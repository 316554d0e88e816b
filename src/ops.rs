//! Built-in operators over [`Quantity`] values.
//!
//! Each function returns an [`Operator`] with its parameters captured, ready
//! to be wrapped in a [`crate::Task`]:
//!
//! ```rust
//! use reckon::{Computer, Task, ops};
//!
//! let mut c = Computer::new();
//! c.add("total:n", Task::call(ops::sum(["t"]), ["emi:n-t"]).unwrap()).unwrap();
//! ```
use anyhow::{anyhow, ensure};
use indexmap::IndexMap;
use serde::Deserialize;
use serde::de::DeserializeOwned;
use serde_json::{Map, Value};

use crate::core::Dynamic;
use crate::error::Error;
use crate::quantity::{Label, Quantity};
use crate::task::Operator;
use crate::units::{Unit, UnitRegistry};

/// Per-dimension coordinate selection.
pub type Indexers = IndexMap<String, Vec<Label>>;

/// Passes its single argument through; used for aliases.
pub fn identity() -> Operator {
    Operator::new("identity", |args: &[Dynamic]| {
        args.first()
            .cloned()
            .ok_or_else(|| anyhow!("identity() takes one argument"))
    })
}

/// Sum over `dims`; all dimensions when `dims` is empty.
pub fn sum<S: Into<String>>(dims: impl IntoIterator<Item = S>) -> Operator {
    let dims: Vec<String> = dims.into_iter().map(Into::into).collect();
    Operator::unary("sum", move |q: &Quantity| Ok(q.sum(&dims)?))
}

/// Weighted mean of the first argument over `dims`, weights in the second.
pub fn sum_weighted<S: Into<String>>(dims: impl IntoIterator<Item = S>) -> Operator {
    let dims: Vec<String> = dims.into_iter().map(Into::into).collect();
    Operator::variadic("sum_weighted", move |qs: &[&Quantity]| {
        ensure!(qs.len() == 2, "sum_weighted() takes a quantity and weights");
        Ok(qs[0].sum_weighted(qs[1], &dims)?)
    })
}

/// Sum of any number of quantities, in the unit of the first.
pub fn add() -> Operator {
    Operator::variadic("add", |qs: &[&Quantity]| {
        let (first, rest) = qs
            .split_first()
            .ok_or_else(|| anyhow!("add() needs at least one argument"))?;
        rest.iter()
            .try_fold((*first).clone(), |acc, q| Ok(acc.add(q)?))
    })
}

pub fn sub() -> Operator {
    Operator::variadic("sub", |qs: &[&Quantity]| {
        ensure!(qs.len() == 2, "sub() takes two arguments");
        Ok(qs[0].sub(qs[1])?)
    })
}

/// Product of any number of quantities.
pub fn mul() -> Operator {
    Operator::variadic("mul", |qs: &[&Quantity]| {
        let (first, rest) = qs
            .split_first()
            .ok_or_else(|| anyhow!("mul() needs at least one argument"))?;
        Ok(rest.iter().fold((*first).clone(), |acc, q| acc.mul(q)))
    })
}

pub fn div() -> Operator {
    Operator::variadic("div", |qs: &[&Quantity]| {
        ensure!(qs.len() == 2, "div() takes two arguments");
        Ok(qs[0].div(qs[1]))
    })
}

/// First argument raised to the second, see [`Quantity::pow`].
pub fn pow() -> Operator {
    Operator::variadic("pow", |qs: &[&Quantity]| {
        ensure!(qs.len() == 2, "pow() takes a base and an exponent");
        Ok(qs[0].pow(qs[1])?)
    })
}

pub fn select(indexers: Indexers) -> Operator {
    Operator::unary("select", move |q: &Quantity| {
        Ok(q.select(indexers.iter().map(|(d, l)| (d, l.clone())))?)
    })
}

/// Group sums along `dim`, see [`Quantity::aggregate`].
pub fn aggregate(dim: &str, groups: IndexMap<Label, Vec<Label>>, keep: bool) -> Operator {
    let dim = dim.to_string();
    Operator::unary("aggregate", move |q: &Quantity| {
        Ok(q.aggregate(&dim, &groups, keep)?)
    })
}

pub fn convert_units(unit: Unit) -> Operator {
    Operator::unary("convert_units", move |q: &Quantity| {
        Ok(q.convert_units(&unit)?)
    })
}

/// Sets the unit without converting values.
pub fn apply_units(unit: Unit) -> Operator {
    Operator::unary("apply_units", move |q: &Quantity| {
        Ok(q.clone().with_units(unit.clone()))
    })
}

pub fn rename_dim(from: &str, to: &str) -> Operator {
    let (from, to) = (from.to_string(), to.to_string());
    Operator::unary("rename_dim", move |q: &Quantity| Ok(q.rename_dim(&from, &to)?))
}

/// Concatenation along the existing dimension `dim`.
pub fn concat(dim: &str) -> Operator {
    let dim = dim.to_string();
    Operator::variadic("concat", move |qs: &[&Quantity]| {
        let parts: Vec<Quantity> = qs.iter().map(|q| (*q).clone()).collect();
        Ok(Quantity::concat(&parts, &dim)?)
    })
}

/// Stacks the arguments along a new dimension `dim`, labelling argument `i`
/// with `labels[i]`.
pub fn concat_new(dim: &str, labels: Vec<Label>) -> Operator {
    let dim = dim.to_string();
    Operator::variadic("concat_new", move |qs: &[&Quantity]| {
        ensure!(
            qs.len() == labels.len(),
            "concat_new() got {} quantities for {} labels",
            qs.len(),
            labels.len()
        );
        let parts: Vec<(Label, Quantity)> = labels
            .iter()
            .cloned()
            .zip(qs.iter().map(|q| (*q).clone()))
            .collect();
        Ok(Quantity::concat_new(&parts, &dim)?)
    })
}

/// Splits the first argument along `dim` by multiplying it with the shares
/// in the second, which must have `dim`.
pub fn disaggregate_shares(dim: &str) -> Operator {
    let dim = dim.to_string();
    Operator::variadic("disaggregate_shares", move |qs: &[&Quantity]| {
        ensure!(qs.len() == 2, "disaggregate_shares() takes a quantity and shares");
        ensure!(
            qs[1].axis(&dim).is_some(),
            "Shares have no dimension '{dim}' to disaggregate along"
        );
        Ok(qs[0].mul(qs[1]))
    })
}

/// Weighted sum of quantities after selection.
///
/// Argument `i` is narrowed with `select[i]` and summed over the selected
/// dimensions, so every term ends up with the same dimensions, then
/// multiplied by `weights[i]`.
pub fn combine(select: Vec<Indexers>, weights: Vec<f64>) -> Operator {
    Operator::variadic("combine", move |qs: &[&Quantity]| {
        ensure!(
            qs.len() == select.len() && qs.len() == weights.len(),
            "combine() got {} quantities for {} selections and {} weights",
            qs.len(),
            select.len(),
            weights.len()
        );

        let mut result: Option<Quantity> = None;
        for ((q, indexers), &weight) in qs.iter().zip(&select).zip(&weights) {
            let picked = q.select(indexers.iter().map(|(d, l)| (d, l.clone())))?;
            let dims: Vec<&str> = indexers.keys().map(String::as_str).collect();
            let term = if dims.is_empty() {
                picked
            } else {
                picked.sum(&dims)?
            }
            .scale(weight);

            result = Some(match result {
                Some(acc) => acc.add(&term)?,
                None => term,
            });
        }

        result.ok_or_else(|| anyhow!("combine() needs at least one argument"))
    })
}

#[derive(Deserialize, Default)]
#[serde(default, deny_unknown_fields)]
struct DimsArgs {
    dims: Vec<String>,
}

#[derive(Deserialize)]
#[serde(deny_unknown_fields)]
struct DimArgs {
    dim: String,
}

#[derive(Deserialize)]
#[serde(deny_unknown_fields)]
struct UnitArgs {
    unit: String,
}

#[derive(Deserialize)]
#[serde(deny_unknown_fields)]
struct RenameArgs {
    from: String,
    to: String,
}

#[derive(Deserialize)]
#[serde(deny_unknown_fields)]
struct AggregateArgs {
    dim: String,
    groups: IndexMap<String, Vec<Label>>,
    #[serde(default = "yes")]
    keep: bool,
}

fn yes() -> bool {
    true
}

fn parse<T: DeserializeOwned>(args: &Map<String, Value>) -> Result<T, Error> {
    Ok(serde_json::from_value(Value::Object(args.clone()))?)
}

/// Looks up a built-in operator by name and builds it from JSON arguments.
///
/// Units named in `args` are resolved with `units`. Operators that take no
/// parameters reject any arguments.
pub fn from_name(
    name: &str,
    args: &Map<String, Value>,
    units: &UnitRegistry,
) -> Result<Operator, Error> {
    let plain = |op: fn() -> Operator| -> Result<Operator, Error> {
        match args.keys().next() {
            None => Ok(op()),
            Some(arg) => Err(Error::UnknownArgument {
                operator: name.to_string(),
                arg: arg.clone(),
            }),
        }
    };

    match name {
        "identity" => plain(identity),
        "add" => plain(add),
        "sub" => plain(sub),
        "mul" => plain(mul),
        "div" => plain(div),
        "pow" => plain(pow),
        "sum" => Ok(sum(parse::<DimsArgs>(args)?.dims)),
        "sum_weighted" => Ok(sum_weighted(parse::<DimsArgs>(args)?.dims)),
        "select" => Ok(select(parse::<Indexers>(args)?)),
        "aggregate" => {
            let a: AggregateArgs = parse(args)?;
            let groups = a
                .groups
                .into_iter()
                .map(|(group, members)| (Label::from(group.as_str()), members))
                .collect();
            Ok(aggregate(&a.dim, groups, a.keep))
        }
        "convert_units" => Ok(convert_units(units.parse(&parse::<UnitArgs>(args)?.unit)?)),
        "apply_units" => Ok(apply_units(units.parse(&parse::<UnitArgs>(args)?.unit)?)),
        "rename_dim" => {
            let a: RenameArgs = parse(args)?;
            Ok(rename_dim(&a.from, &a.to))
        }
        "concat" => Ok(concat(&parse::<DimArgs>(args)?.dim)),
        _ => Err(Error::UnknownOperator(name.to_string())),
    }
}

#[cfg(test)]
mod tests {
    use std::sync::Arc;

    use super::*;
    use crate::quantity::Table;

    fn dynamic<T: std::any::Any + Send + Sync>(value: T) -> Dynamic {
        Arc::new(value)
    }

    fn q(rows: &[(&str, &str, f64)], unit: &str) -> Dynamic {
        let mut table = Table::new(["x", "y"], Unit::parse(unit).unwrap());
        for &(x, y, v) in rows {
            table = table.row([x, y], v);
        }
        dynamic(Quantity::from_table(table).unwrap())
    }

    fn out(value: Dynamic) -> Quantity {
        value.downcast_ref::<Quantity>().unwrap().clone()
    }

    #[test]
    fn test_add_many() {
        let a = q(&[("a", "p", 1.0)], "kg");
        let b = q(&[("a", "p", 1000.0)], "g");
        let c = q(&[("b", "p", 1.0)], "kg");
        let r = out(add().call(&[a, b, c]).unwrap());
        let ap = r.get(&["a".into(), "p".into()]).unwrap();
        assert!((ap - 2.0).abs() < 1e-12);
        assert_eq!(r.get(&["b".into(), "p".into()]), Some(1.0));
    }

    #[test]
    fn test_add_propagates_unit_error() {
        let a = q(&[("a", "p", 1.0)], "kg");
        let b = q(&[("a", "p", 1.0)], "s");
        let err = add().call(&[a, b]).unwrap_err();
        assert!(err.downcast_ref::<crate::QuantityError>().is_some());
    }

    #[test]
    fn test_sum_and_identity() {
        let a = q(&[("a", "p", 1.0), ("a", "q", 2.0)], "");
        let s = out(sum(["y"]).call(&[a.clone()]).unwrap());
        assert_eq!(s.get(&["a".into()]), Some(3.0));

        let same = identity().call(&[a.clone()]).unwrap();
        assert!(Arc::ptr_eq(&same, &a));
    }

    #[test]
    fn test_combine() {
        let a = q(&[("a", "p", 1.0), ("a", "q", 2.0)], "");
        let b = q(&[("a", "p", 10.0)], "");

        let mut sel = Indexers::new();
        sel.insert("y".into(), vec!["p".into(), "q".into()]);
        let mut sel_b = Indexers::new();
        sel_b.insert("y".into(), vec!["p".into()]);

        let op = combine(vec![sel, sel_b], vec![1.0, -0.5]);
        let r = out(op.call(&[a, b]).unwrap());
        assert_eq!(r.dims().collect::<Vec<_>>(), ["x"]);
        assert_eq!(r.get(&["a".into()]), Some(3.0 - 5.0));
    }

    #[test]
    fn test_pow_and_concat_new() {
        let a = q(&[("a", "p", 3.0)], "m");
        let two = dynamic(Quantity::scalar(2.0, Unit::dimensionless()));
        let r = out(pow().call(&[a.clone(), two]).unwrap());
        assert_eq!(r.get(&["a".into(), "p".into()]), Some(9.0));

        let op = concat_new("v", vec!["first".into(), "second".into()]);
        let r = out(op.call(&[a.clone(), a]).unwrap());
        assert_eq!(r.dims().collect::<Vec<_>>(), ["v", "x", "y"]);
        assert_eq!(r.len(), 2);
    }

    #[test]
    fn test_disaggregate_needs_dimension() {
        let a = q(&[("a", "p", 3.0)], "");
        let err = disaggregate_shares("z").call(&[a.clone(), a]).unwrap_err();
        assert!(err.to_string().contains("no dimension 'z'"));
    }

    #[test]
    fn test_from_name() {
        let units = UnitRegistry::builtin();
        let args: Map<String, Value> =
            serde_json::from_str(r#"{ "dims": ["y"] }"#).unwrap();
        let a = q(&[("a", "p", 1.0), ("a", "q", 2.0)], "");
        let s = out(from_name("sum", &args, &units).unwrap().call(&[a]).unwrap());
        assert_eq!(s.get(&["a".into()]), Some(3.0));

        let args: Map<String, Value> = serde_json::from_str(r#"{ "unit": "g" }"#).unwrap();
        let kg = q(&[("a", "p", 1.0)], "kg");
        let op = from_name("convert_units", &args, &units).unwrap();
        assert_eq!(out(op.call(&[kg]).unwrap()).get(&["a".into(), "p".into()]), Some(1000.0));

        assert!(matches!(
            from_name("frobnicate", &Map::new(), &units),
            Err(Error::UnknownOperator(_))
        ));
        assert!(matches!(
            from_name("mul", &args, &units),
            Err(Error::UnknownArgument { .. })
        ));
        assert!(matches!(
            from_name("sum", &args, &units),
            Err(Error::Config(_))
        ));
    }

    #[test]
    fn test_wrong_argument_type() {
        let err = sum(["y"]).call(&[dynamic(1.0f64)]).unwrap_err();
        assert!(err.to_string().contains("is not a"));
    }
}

============

What you are asked to do -
Among the records above, find each line holding "parse" and list it.

The answer -
fn parse<T: DeserializeOwned>(args: &Map<String, Value>) -> Result<T, Error> {
        "sum" => Ok(sum(parse::<DimsArgs>(args)?.dims)),
        "sum_weighted" => Ok(sum_weighted(parse::<DimsArgs>(args)?.dims)),
        "select" => Ok(select(parse::<Indexers>(args)?)),
            let a: AggregateArgs = parse(args)?;
        "convert_units" => Ok(convert_units(units.parse(&parse::<UnitArgs>(args)?.unit)?)),
        "apply_units" => Ok(apply_units(units.parse(&parse::<UnitArgs>(args)?.unit)?)),
            let a: RenameArgs = parse(args)?;
        "concat" => Ok(concat(&parse::<DimArgs>(args)?.dim)),
        let mut table = Table::new(["x", "y"], Unit::parse(unit).unwrap());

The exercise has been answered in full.